There is still no definite conclusion about how to select the size of the device. Data from several experienced articles have identified the optimal diameter should be twice the size of the measured defect diameter or at least 10 mm larger,it can prevent incomplete closure or dislocation and embolization of the device due to continued septal necrosis in the acute phase[30-31], in turn, the occluder size was slightly larger than the measurable defect size in the chronic phase[24]. As for the best timing of TCC after AMI, there were two contrary opinions, majorities of people hold the idea that the delay of 10-14 days may help for shaping the scarred tissue to restore the perforation tissue and improving the NYHA classification ,so that can acquire the better progression[16]. The others consider the percutaneous closure should do as quickly as possible because of prolonging the time was not associated with the low mortality[15]. However, there was no direct evidence to justify which choice could decrease the mortality effective.

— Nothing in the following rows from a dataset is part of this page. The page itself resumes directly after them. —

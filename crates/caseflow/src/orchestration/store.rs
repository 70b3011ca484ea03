use std::collections::HashMap;
use std::sync::{Arc, Mutex, RwLock};

use chrono::Utc;
use serde::Serialize;
use tokio::sync::broadcast;
use tracing::info;

use super::recommendation::{
    ActionStep, Recommendation, RecommendationId, RecommendationStatus,
};
use super::sync::{ChangeJournal, ChangePage};

/// Storage abstraction behind the lifecycle store so deployments can swap
/// the in-memory map for a persistent table.
pub trait RecommendationRepository: Send + Sync {
    fn insert(&self, record: Recommendation) -> Result<(), RepositoryError>;
    fn update(&self, record: Recommendation) -> Result<(), RepositoryError>;
    fn fetch(&self, id: &RecommendationId) -> Result<Option<Recommendation>, RepositoryError>;
    fn list(
        &self,
        status: Option<RecommendationStatus>,
    ) -> Result<Vec<Recommendation>, RepositoryError>;
}

/// Error enumeration for repository failures.
#[derive(Debug, thiserror::Error)]
pub enum RepositoryError {
    #[error("record already exists")]
    Conflict,
    #[error("record not found")]
    NotFound,
    #[error("repository unavailable: {0}")]
    Unavailable(String),
}

/// Default map-backed repository. Listing orders by creation time then id so
/// repeated reads without intervening writes return identical results.
#[derive(Default)]
pub struct InMemoryRecommendationRepository {
    records: RwLock<HashMap<RecommendationId, Recommendation>>,
}

impl RecommendationRepository for InMemoryRecommendationRepository {
    fn insert(&self, record: Recommendation) -> Result<(), RepositoryError> {
        let mut guard = self.records.write().expect("repository lock poisoned");
        if guard.contains_key(&record.id) {
            return Err(RepositoryError::Conflict);
        }
        guard.insert(record.id.clone(), record);
        Ok(())
    }

    fn update(&self, record: Recommendation) -> Result<(), RepositoryError> {
        let mut guard = self.records.write().expect("repository lock poisoned");
        if guard.contains_key(&record.id) {
            guard.insert(record.id.clone(), record);
            Ok(())
        } else {
            Err(RepositoryError::NotFound)
        }
    }

    fn fetch(&self, id: &RecommendationId) -> Result<Option<Recommendation>, RepositoryError> {
        let guard = self.records.read().expect("repository lock poisoned");
        Ok(guard.get(id).cloned())
    }

    fn list(
        &self,
        status: Option<RecommendationStatus>,
    ) -> Result<Vec<Recommendation>, RepositoryError> {
        let guard = self.records.read().expect("repository lock poisoned");
        let mut records: Vec<Recommendation> = guard
            .values()
            .filter(|record| status.map_or(true, |wanted| record.status == wanted))
            .cloned()
            .collect();
        records.sort_by(|a, b| {
            a.created_at
                .cmp(&b.created_at)
                .then_with(|| a.id.cmp(&b.id))
        });
        Ok(records)
    }
}

/// Illegal state transition or unknown id. The caller should re-fetch the
/// current state before deciding what to do next.
#[derive(Debug, thiserror::Error)]
pub enum LifecycleError {
    #[error("recommendation '{0}' not found")]
    NotFound(RecommendationId),
    #[error("recommendation '{id}' is {current}, expected {expected}")]
    InvalidState {
        id: RecommendationId,
        current: &'static str,
        expected: &'static str,
    },
    #[error(transparent)]
    Repository(#[from] RepositoryError),
}

/// Kind of committed transition carried by a [`LifecycleEvent`].
#[derive(Debug, Clone, Copy, PartialEq, Eq, Serialize)]
#[serde(rename_all = "snake_case")]
pub enum LifecycleEventKind {
    RecommendationCreated,
    Approved,
    ExecutionStarted,
    StepProgress,
    Completed,
    Failed,
    Rejected,
}

/// Snapshot of a recommendation at the moment a transition committed,
/// delivered to push subscribers and recorded in the poll journal.
#[derive(Debug, Clone, Serialize)]
pub struct LifecycleEvent {
    pub kind: LifecycleEventKind,
    pub recommendation: Recommendation,
}

/// Single source of truth for recommendation status. Enforces the state
/// machine and serializes all mutations per id: concurrent approve/reject
/// calls on the same recommendation cannot both succeed, and the loser sees
/// an `InvalidState` error rather than silent success. Reads never take the
/// per-id lock.
pub struct LifecycleStore {
    repository: Arc<dyn RecommendationRepository>,
    locks: Mutex<HashMap<RecommendationId, Arc<Mutex<()>>>>,
    journal: ChangeJournal,
}

impl LifecycleStore {
    pub fn new(repository: Arc<dyn RecommendationRepository>) -> Self {
        Self {
            repository,
            locks: Mutex::new(HashMap::new()),
            journal: ChangeJournal::new(128),
        }
    }

    fn id_lock(&self, id: &RecommendationId) -> Arc<Mutex<()>> {
        let mut guard = self.locks.lock().expect("lock table poisoned");
        guard.entry(id.clone()).or_default().clone()
    }

    /// Drop the lock entry for a record that reached a terminal state, so
    /// the table does not grow with every recommendation ever stored. A
    /// late caller re-creating the entry is harmless: terminal states admit
    /// no further transitions, so its mutation fails the status guard.
    fn release_lock(&self, id: &RecommendationId) {
        let mut guard = self.locks.lock().expect("lock table poisoned");
        guard.remove(id);
    }

    #[cfg(test)]
    pub(crate) fn lock_table_size(&self) -> usize {
        self.locks.lock().expect("lock table poisoned").len()
    }

    fn fetch_required(&self, id: &RecommendationId) -> Result<Recommendation, LifecycleError> {
        self.repository
            .fetch(id)?
            .ok_or_else(|| LifecycleError::NotFound(id.clone()))
    }

    fn commit(
        &self,
        kind: LifecycleEventKind,
        record: Recommendation,
    ) -> Result<Recommendation, LifecycleError> {
        self.repository.update(record.clone())?;
        self.journal.record(LifecycleEvent {
            kind,
            recommendation: record.clone(),
        });
        Ok(record)
    }

    /// Insert a freshly built recommendation in `pending_approval` and emit
    /// the `recommendation_created` notification.
    pub(crate) fn insert_pending(
        &self,
        record: Recommendation,
    ) -> Result<Recommendation, LifecycleError> {
        debug_assert_eq!(record.status, RecommendationStatus::PendingApproval);
        self.repository.insert(record.clone())?;
        self.journal.record(LifecycleEvent {
            kind: LifecycleEventKind::RecommendationCreated,
            recommendation: record.clone(),
        });
        info!(recommendation_id = %record.id, confidence = record.confidence, "recommendation created");
        Ok(record)
    }

    /// Approve a pending recommendation and hand it off to execution. The
    /// returned record is already `executing`. A second approve call on the
    /// same id is an error, never a no-op: re-approving an already-executing
    /// plan would duplicate downstream side effects.
    pub fn approve(
        &self,
        id: &RecommendationId,
        actor: &str,
    ) -> Result<Recommendation, LifecycleError> {
        let lock = self.id_lock(id);
        let _guard = lock.lock().expect("per-id lock poisoned");

        let mut record = self.fetch_required(id)?;
        if record.status != RecommendationStatus::PendingApproval {
            return Err(LifecycleError::InvalidState {
                id: id.clone(),
                current: record.status.label(),
                expected: RecommendationStatus::PendingApproval.label(),
            });
        }

        record.status = RecommendationStatus::Approved;
        record.decided_at = Some(Utc::now());
        record.decided_by = Some(actor.to_string());
        let mut record = self.commit(LifecycleEventKind::Approved, record)?;

        record.status = RecommendationStatus::Executing;
        let record = self.commit(LifecycleEventKind::ExecutionStarted, record)?;
        info!(recommendation_id = %id, actor, "recommendation approved; execution starting");
        Ok(record)
    }

    /// Reject a pending recommendation. Terminal; no execution side effects.
    pub fn reject(
        &self,
        id: &RecommendationId,
        actor: &str,
    ) -> Result<Recommendation, LifecycleError> {
        let lock = self.id_lock(id);
        let _guard = lock.lock().expect("per-id lock poisoned");

        let mut record = self.fetch_required(id)?;
        if record.status != RecommendationStatus::PendingApproval {
            return Err(LifecycleError::InvalidState {
                id: id.clone(),
                current: record.status.label(),
                expected: RecommendationStatus::PendingApproval.label(),
            });
        }

        record.status = RecommendationStatus::Rejected;
        record.decided_at = Some(Utc::now());
        record.decided_by = Some(actor.to_string());
        let record = self.commit(LifecycleEventKind::Rejected, record)?;
        self.release_lock(id);
        info!(recommendation_id = %id, actor, "recommendation rejected");
        Ok(record)
    }

    /// Commit step-level progress while the plan runs so pollers observe it.
    pub(crate) fn record_plan_progress(
        &self,
        id: &RecommendationId,
        action_plan: Vec<ActionStep>,
    ) -> Result<Recommendation, LifecycleError> {
        self.executing_update(id, LifecycleEventKind::StepProgress, |record| {
            record.action_plan = action_plan;
        })
    }

    /// Called only by the executor once every step succeeded.
    pub(crate) fn mark_completed(
        &self,
        id: &RecommendationId,
        action_plan: Vec<ActionStep>,
    ) -> Result<Recommendation, LifecycleError> {
        self.executing_update(id, LifecycleEventKind::Completed, |record| {
            record.action_plan = action_plan;
            record.status = RecommendationStatus::Completed;
            record.completed_at = Some(Utc::now());
        })
    }

    /// Called only by the executor after a step exhausted its retries.
    pub(crate) fn mark_failed(
        &self,
        id: &RecommendationId,
        action_plan: Vec<ActionStep>,
    ) -> Result<Recommendation, LifecycleError> {
        self.executing_update(id, LifecycleEventKind::Failed, |record| {
            record.action_plan = action_plan;
            record.status = RecommendationStatus::Failed;
        })
    }

    fn executing_update<F>(
        &self,
        id: &RecommendationId,
        kind: LifecycleEventKind,
        apply: F,
    ) -> Result<Recommendation, LifecycleError>
    where
        F: FnOnce(&mut Recommendation),
    {
        let lock = self.id_lock(id);
        let _guard = lock.lock().expect("per-id lock poisoned");

        let mut record = self.fetch_required(id)?;
        if record.status != RecommendationStatus::Executing {
            return Err(LifecycleError::InvalidState {
                id: id.clone(),
                current: record.status.label(),
                expected: RecommendationStatus::Executing.label(),
            });
        }
        apply(&mut record);
        let record = self.commit(kind, record)?;
        if record.status.is_terminal() {
            self.release_lock(id);
        }
        Ok(record)
    }

    /// Read-only fetch; observes the latest committed state.
    pub fn get(&self, id: &RecommendationId) -> Result<Option<Recommendation>, RepositoryError> {
        self.repository.fetch(id)
    }

    /// Read-only listing, optionally filtered by status. The primary read
    /// path for dashboards; never blocks on the per-id locks.
    pub fn list(
        &self,
        status: Option<RecommendationStatus>,
    ) -> Result<Vec<Recommendation>, RepositoryError> {
        self.repository.list(status)
    }

    /// Pull contract with bounded staleness: recommendations whose latest
    /// transition committed after `since_cursor`, plus the cursor to resume
    /// from.
    pub fn poll(
        &self,
        status: Option<RecommendationStatus>,
        since_cursor: u64,
    ) -> Result<ChangePage, RepositoryError> {
        let (ids, next_cursor) = self.journal.changed_since(since_cursor);
        let mut recommendations = Vec::with_capacity(ids.len());
        for id in ids {
            if let Some(record) = self.repository.fetch(&id)? {
                if status.map_or(true, |wanted| record.status == wanted) {
                    recommendations.push(record);
                }
            }
        }
        Ok(ChangePage {
            recommendations,
            next_cursor,
        })
    }

    /// Push channel firing on every committed transition. Lossy for slow
    /// consumers; pair with `poll` for guaranteed observation.
    pub fn subscribe(&self) -> broadcast::Receiver<LifecycleEvent> {
        self.journal.subscribe()
    }
}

When treated with PIVSD, one-key to success in procedure was immediate complete or partial shunt reduction.Our data confirmed about 80.9% shunt got to reduce after interventional surgery. Just like Calvert et al[15] indicated that if the shunt cannot decrease at least two thirds, the patients are most unlikely to survive either to surgery or to discharge. Moreover, there is no apparent distinction between a variety of occlusion devices, which depends on the edge condition and size of defects identified by echocardiography. As a rigorous surgical procedure requiring expertise and collaboration between interventionists, anesthetists, and echocardiography specialists.